President Trump said this about his decision to withdraw from Obama’s Paris Climate pact:
We have among the most abundant energy reserves on the planet, sufficient to lift millions of America’s poorest workers out of poverty. Yet, under this agreement, we are effectively putting these reserves under lock and key, taking away the great wealth of our nation — it’s great wealth, it’s phenomenal wealth; not so long ago, we had no idea we had such wealth — and leaving millions and millions of families trapped in poverty and joblessness.
The agreement is a massive redistribution of United States wealth to other countries. At 1 percent growth, renewable sources of energy can meet some of our domestic demand, but at 3 or 4 percent growth, which I expect, we need all forms of available American energy, or our country — (applause) — will be at grave risk of brownouts and blackouts, our businesses will come to a halt in many cases, and the American family will suffer the consequences in the form of lost jobs and a very diminished quality of life.
Even if the Paris Agreement were implemented in full, with total compliance from all nations, it is estimated it would only produce a two-tenths of one degree — think of that; this much — Celsius reduction in global temperature by the year 2100. Tiny, tiny amount. In fact, 14 days of carbon emissions from China alone would wipe out the gains from America — and this is an incredible statistic — would totally wipe out the gains from America’s expected reductions in the year 2030, after we have had to spend billions and billions of dollars, lost jobs, closed factories, and suffered much higher energy costs for our businesses and for our homes.
In response to the President’s decision to withdraw from the ineffective and economically-devastating climate pact, the Department of the Interior issued the following press release:
Secretary Zinke Applauds President Trump’s Action to Restore America’s Energy Destiny
Date: June 1, 2017
WASHINGTON – U.S. Secretary of the Interior Ryan Zinke today applauded President Donald J. Trump’s decision to eject the United States from the Obama-era, multi-national Paris Accord. The Department of the Interior is in charge of most energy development on federal lands, including oil, gas, coal, wind, geothermal, and other sources, as well as oil, gas and wind on the Outer Continental Shelf.
The following statement is from Secretary Ryan Zinke:
“America’s energy and economic destiny should be up to the United States, not the United Nations.
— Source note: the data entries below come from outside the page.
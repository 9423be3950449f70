use sqlx::PgPool;
use uuid::Uuid;

use crate::{
    error::{AppError, AppResult},
    models::{LibraryItem, LibraryUpdate, NewLibraryItem},
};

const LIBRARY_COLUMNS: &str = "id, user_id, google_volume_id, title, authors, thumbnail, \
     is_favorite, has_read, created_at, tropes, representation, moods, formats";

/// Access to the `library_items` table
#[derive(Clone)]
pub struct LibraryRepository {
    pool: PgPool,
}

impl LibraryRepository {
    pub fn new(pool: PgPool) -> Self {
        Self { pool }
    }

    /// Saves a volume to the user's library
    ///
    /// Saving the same volume twice updates the stored metadata in place;
    /// the status flags are left untouched.
    pub async fn add_to_library(&self, item: &NewLibraryItem) -> AppResult<LibraryItem> {
        let sql = format!(
            r#"
            INSERT INTO library_items
                (user_id, google_volume_id, title, authors, thumbnail,
                 tropes, representation, moods, formats)
            VALUES ($1, $2, $3, $4, $5, $6, $7, $8, $9)
            ON CONFLICT (user_id, google_volume_id) DO UPDATE SET
                title = EXCLUDED.title,
                authors = EXCLUDED.authors,
                thumbnail = EXCLUDED.thumbnail,
                tropes = EXCLUDED.tropes,
                representation = EXCLUDED.representation,
                moods = EXCLUDED.moods,
                formats = EXCLUDED.formats
            RETURNING {}
            "#,
            LIBRARY_COLUMNS
        );

        let saved = sqlx::query_as::<_, LibraryItem>(&sql)
            .bind(item.user_id)
            .bind(&item.google_volume_id)
            .bind(&item.title)
            .bind(&item.authors)
            .bind(&item.thumbnail)
            .bind(&item.tropes)
            .bind(&item.representation)
            .bind(&item.moods)
            .bind(&item.formats)
            .fetch_one(&self.pool)
            .await?;

        tracing::info!(
            user_id = %item.user_id,
            volume_id = %item.google_volume_id,
            "Book saved to library"
        );

        Ok(saved)
    }

    /// All library entries for a user, newest first
    pub async fn get_library(&self, user_id: Uuid) -> AppResult<Vec<LibraryItem>> {
        let sql = format!(
            "SELECT {} FROM library_items WHERE user_id = $1 ORDER BY created_at DESC",
            LIBRARY_COLUMNS
        );

        let items = sqlx::query_as::<_, LibraryItem>(&sql)
            .bind(user_id)
            .fetch_all(&self.pool)
            .await?;

        Ok(items)
    }

    pub async fn is_book_in_library(&self, user_id: Uuid, google_volume_id: &str) -> AppResult<bool> {
        let found: Option<Uuid> = sqlx::query_scalar(
            "SELECT id FROM library_items WHERE user_id = $1 AND google_volume_id = $2 LIMIT 1",
        )
        .bind(user_id)
        .bind(google_volume_id)
        .fetch_optional(&self.pool)
        .await?;

        Ok(found.is_some())
    }

    /// Applies the set flags of `update`; unset flags keep their value
    pub async fn update_library_item(&self, id: Uuid, update: LibraryUpdate) -> AppResult<LibraryItem> {
        let sql = format!(
            r#"
            UPDATE library_items SET
                is_favorite = COALESCE($2, is_favorite),
                has_read = COALESCE($3, has_read)
            WHERE id = $1
            RETURNING {}
            "#,
            LIBRARY_COLUMNS
        );

        sqlx::query_as::<_, LibraryItem>(&sql)
            .bind(id)
            .bind(update.is_favorite)
            .bind(update.has_read)
            .fetch_optional(&self.pool)
            .await?
            .ok_or_else(|| AppError::NotFound(format!("Library item {}", id)))
    }

    /// Flips one status flag of an entry and returns the updated row
    pub async fn toggle_flag(&self, id: Uuid, flag: LibraryFlag) -> AppResult<LibraryItem> {
        let column = match flag {
            LibraryFlag::Favorite => "is_favorite",
            LibraryFlag::HasRead => "has_read",
        };
        let sql = format!(
            "UPDATE library_items SET {col} = NOT {col} WHERE id = $1 RETURNING {}",
            LIBRARY_COLUMNS,
            col = column
        );

        sqlx::query_as::<_, LibraryItem>(&sql)
            .bind(id)
            .fetch_optional(&self.pool)
            .await?
            .ok_or_else(|| AppError::NotFound(format!("Library item {}", id)))
    }

    pub async fn delete_library_item(&self, id: Uuid) -> AppResult<()> {
        let result = sqlx::query("DELETE FROM library_items WHERE id = $1")
            .bind(id)
            .execute(&self.pool)
            .await?;

        if result.rows_affected() == 0 {
            return Err(AppError::NotFound(format!("Library item {}", id)));
        }

        tracing::info!(item_id = %id, "Library item removed");

        Ok(())
    }
}

/// Status flags that can be toggled on a library entry
#[derive(Debug, Clone, Copy, PartialEq, Eq)]
pub enum LibraryFlag {
    Favorite,
    HasRead,
}
pub mod exclusions;
pub mod library;
pub mod postgres;
pub mod preferences;
pub mod redis;

pub use exclusions::{ExclusionStore, InMemoryExclusionStore};
pub use library::{LibraryFlag, LibraryRepository};
pub use postgres::{create_pool, run_migrations};
pub use preferences::PreferencesRepository;
pub use self::redis::{create_redis_client, RedisExclusionStore};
Today the President took bold and decisive action to pull the U.S. out of the poorly-negotiated Paris Accord that would kill American jobs and manufacturing while doing little to protect the environment.
“We all agree that clean air and clean water are top priorities, but this deal was an example of another give-away to foreign interests and locks America into a permanent competitive disadvantage. America has the resources and expertise to lead the world in responsible energy development and technology. To not use our resources to our advantage is simply wrong. The world is safer when America is strong. I was just in Alaska where Native Alaskan leaders expressed to me their long-held desire to increase oil and gas exploration in the Arctic so they can fund their schools, hospitals, and infrastructure.
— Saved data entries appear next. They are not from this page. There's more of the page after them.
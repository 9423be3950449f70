pub mod config;
pub mod db;
pub mod error;
pub mod models;
pub mod services;
pub mod telemetry;

pub use error::{AppError, AppResult};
“In order to meet the benchmarks in the Paris Accord, it’s estimated the U.S. would lose $3 trillion in output, over six million industrial jobs, three million manufacturing jobs, and will absolutely decimate the coal industry. No more. No longer will the federal government sign agreements that punish American workers.
“I am confident that advancements in technology and smart regulations will allow the United States to continue responsible energy development and production and continue to lower emissions.”
Trump’s withdrawal from the non-binding climate pact is a campaign promise kept. Men and women across the country, whose lives depend on resource-based industries, such as coal, oil and gas, minerals, and farming and ranching, voted for the President based on his promise to diminish regulations and revive these industries and the jobs they create. In fact, restrictions on our domestic energy production contained within the Paris Accord would have been completely contradictory to the promise of Secretary Zinke to return his department and its agencies to the mission of responsible resource development on America’s public lands.